Consider a binary tree like this:
1
/ \
2 3
/ \
4 5
The maximum depth of this tree is 3, namely: the path 1 -> 2 -> 4 (or equivalently, 1 -> 2 -> 5).
Key DSA Concepts and Theory
Trees
A tree is a data structure composed of nodes. The topmost node is called the root node, and each node contains some data and references to other nodes (children). Binary trees restrict each node to having no more than two children.
Recursion
Recursion is a fundamental approach often employed to traverse binary trees. Recursive methods involve a function calling itself with a subset of the original data until the base case is met.
Depth-First Search (DFS)
DFS is a traversal method used to explore nodes and children before visiting siblings.
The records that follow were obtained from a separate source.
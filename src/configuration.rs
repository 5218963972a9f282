//! Contact-sheet configuration.
//!
//! [`SheetOptions`] is a builder that carries every knob of a contact-sheet
//! job: grid shape, sampling policy, text and shadow decoration, output
//! naming, and the optional sidecar artifacts. Defaults produce a 4×4 grid,
//! 1024 pixels wide, with timestamps and an info header.
//!
//! # Example
//!
//! ```no_run
//! use std::sync::Arc;
//!
//! use shotgrid::{ProgressCallback, ProgressInfo, SeekPolicy, SheetOptions};
//!
//! struct LogProgress;
//! impl ProgressCallback for LogProgress {
//!     fn on_progress(&self, info: &ProgressInfo) {
//!         println!("{} shots done", info.current);
//!     }
//! }
//!
//! let options = SheetOptions::new()
//!     .with_grid(3, 6)
//!     .with_width(1280)
//!     .with_gap(4)
//!     .with_seek_policy(SeekPolicy::NeverSeek)
//!     .with_progress(Arc::new(LogProgress));
//! ```

use std::fmt::{Debug, Formatter, Result as FmtResult};
use std::path::PathBuf;
use std::str::FromStr;
use std::sync::Arc;

use image::Rgb;

use crate::error::ShotgridError;
use crate::progress::{NoOpProgress, ProgressCallback};

/// How the scheduler may position the decoder.
#[derive(Debug, Clone, Copy, PartialEq, Eq, Default)]
pub enum SeekPolicy {
    /// Seek, and fall back to sequential decoding if seeking proves
    /// unreliable on this source.
    #[default]
    Auto,
    /// Always seek, even when seeking overshoots or lands off target.
    AlwaysSeek,
    /// Never seek; decode every frame in order.
    NeverSeek,
}

/// Where a text block is anchored inside its target area.
///
/// The numeric values match the location codes accepted on the command line.
#[derive(Debug, Clone, Copy, PartialEq, Eq)]
pub enum Corner {
    /// Bottom-left (`1`).
    LowerLeft,
    /// Bottom-right (`2`).
    LowerRight,
    /// Top-right (`3`).
    UpperRight,
    /// Top-left (`4`).
    UpperLeft,
}

impl Corner {
    /// Map a location code (1-4) to a corner.
    pub fn from_code(code: u8) -> Option<Self> {
        match code {
            1 => Some(Corner::LowerLeft),
            2 => Some(Corner::LowerRight),
            3 => Some(Corner::UpperRight),
            4 => Some(Corner::UpperLeft),
            _ => None,
        }
    }

    /// `true` for the two upper corners.
    pub fn is_upper(self) -> bool {
        matches!(self, Corner::UpperLeft | Corner::UpperRight)
    }

    /// `true` for the two right-hand corners.
    pub fn is_right(self) -> bool {
        matches!(self, Corner::LowerRight | Corner::UpperRight)
    }
}

/// Individual shots saved next to the sheet.
///
/// Parsed from letters: `t` for shot-sized pictures with their timestamp,
/// `o` for display-sized pictures, `i` to skip saving the sheet itself.
#[derive(Debug, Clone, Copy, PartialEq, Eq, Default)]
pub struct IndividualShots {
    /// Save `<base>_t_<HH_MM_SS>_<index>.<ext>` at shot size.
    pub thumbnail: bool,
    /// Save `<base>_o_<HH_MM_SS>_<index>.<ext>` at display size.
    pub original: bool,
    /// Do not save the contact sheet.
    pub ignore_grid: bool,
}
There are three types of DFS traversals:
- Preorder (Node -> Left -> Right)
- Inorder (Left -> Node -> Right)
- Postorder (Left -> Right -> Node)
Depth calculation typically uses a form of DFS, often postorder, since it allows you to compute properties of a node after ensuring properties are computed for both children.
Solution Approach
To determine the maximum depth of a binary tree, we utilize a recursive strategy leveraging Depth-First Search. The approach involves:
- Base Case: If the current node is
null, return a depth of 0. - Recursive Case: Compute the maximum depth of the left subtree and right subtree.
- The depth of the current node is
1 + max(depth of left subtree, depth of right subtree).
This ensures that each recursive call handles part of the tree and contributes to the final depth calculation.
C++ Implementation
class Solution {
public:
int maxDepth(TreeNode* root) {
if (root == nullptr) {
return 0;
}
int leftDepth = maxDepth(root->left);
int rightDepth = maxDepth(root->right);
return 1 + std::max(leftDepth, rightDepth);
}
};
Java Implementation
class Solution {
public int maxDepth(TreeNode root) {
if (root == null) {
return 0;
}
int leftDepth = maxDepth(root.left);
int rightDepth = maxDepth(root.right);
return 1 + Math.max(leftDepth, rightDepth);
}
}
Time and Space Complexity Analysis
- Time Complexity: The algorithm visits each node exactly once, resulting in a time complexity of O(N), where N is the number of nodes in the tree.
- Space Complexity: The space complexity is O(H), where H is the height of the tree, due to the recursive call stack. In the worst-case scenario of an unbalanced tree, this could be as large as O(N).
Common Mistakes to Avoid
- Failing to handle null values: Always ensure the base case of a null node returning 0 is implemented to prevent null pointer exceptions.
- Incorrect recursive logic: Ensure you are using
max(leftDepth, rightDepth)and not just one of these values.
Similar Problems on LeetCode
- Minimum Depth of Binary Tree - Problem number 111
- Balanced Binary Tree - Problem number 110
- Symmetric Tree - Problem number 101
Additional Resources and References
Understanding these fundamental concepts of tree data structures, recursion, and DFS traversal is crucial for tackling similar problems efficiently.